Your answer should be one number: the count of lines in these entries that hold the word "OffsetDateTime".
Data: Begin
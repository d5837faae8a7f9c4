//! In-memory authorization code storage.

use std::collections::HashMap;

use async_trait::async_trait;
use ferroauth::storage::AuthorizationCodeStorage;
use ferroauth::types::AuthorizationCode;
use ferroauth::{AuthError, AuthResult};
use time::OffsetDateTime;
use tokio::sync::RwLock;

/// Authorization codes keyed by code hash.
#[derive(Default)]
pub struct InMemoryAuthorizationCodeStorage {
    codes: RwLock<HashMap<String, AuthorizationCode>>,
}

impl InMemoryAuthorizationCodeStorage {
    /// Creates an empty store.
    #[must_use]
    pub fn new() -> Self {
        Self::default()
    }
}

#[async_trait]
impl AuthorizationCodeStorage for InMemoryAuthorizationCodeStorage {
    async fn store(&self, code: &AuthorizationCode) -> AuthResult<()> {
        self.codes
            .write()
            .await
            .insert(code.code_hash.clone(), code.clone());
        Ok(())
    }

    async fn consume(&self, code_hash: &str) -> AuthResult<AuthorizationCode> {
        // remove under the write lock: exactly one redeemer wins
        self.codes
            .write()
            .await
            .remove(code_hash)
            .ok_or_else(|| AuthError::invalid_grant("Invalid authorization code"))
    }

    async fn cleanup_expired(&self) -> AuthResult<u64> {
        let mut codes = self.codes.write().await;
        let now = OffsetDateTime::now_utc();
        let before = codes.len();
        codes.retain(|_, code| code.expires_at > now);
        Ok((before - codes.len()) as u64)
    }
}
Data: End
* Your response
2